- YOUR TASK -
All lines from the one containing "bincode-encoded mapping and insert every value" through the end of the data below must be reproduced exactly, and no others.
*** TASK INPUT Section Begins ***
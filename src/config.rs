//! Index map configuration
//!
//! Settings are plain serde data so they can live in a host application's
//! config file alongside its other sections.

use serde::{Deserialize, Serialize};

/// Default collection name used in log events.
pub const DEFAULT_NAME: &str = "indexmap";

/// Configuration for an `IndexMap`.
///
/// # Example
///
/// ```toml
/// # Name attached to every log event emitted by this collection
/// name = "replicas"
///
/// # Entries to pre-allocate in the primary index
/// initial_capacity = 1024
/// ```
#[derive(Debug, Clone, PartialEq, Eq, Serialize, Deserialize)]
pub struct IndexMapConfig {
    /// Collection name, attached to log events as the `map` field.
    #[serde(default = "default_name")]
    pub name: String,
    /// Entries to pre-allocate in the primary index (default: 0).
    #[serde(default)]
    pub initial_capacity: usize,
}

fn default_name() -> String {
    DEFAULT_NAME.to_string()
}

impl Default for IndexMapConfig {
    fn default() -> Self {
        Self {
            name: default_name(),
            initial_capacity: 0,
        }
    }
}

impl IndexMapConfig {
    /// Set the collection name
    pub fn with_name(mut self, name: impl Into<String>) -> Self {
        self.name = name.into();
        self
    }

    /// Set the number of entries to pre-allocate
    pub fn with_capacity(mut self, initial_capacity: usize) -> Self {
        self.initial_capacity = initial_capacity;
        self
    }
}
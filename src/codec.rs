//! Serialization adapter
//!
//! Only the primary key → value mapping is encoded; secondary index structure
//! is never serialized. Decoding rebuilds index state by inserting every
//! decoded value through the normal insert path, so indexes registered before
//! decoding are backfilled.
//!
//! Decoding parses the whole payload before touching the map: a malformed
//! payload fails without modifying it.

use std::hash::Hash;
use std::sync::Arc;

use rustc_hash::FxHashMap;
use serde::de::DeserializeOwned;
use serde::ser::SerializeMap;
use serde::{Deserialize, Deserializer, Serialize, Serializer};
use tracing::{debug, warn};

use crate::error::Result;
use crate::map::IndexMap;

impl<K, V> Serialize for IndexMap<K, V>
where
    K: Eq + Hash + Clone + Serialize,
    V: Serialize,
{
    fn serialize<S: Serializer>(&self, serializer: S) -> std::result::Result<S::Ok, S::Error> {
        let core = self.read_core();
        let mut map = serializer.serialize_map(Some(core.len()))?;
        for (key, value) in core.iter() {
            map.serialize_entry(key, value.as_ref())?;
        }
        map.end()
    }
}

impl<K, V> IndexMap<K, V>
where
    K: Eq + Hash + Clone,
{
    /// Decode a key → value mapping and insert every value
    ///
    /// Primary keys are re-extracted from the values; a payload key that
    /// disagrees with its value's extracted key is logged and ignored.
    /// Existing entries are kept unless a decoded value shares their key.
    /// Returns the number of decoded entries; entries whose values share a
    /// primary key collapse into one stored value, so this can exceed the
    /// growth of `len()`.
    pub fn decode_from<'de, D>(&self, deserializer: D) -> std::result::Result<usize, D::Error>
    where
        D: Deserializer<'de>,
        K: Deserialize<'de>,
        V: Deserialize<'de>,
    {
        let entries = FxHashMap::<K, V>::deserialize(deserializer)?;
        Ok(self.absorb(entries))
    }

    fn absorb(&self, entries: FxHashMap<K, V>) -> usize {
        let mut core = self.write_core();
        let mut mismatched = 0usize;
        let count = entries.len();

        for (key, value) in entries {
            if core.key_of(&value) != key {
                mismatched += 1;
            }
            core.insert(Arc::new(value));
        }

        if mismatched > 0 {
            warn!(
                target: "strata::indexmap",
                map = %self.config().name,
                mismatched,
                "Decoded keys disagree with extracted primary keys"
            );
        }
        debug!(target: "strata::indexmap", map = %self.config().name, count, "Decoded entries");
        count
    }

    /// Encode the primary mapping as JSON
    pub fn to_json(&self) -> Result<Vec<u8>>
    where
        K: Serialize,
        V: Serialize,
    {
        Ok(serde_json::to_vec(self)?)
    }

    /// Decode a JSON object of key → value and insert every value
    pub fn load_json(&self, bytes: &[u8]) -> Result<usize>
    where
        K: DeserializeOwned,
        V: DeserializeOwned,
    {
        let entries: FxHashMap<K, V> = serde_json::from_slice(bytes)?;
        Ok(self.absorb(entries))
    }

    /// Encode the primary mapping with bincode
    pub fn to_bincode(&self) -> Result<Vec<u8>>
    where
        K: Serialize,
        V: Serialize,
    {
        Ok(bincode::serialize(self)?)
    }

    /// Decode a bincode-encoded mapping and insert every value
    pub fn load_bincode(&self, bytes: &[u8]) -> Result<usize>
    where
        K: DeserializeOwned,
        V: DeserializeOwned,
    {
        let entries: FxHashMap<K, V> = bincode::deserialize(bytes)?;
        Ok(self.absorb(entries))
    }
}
*** TASK INPUT Section Ends ***
- SOLVED EXERCISE -
    /// Decode a bincode-encoded mapping and insert every value
    pub fn load_bincode(&self, bytes: &[u8]) -> Result<usize>
    where
        K: DeserializeOwned,
        V: DeserializeOwned,
    {
        let entries: FxHashMap<K, V> = bincode::deserialize(bytes)?;
        Ok(self.absorb(entries))
    }
}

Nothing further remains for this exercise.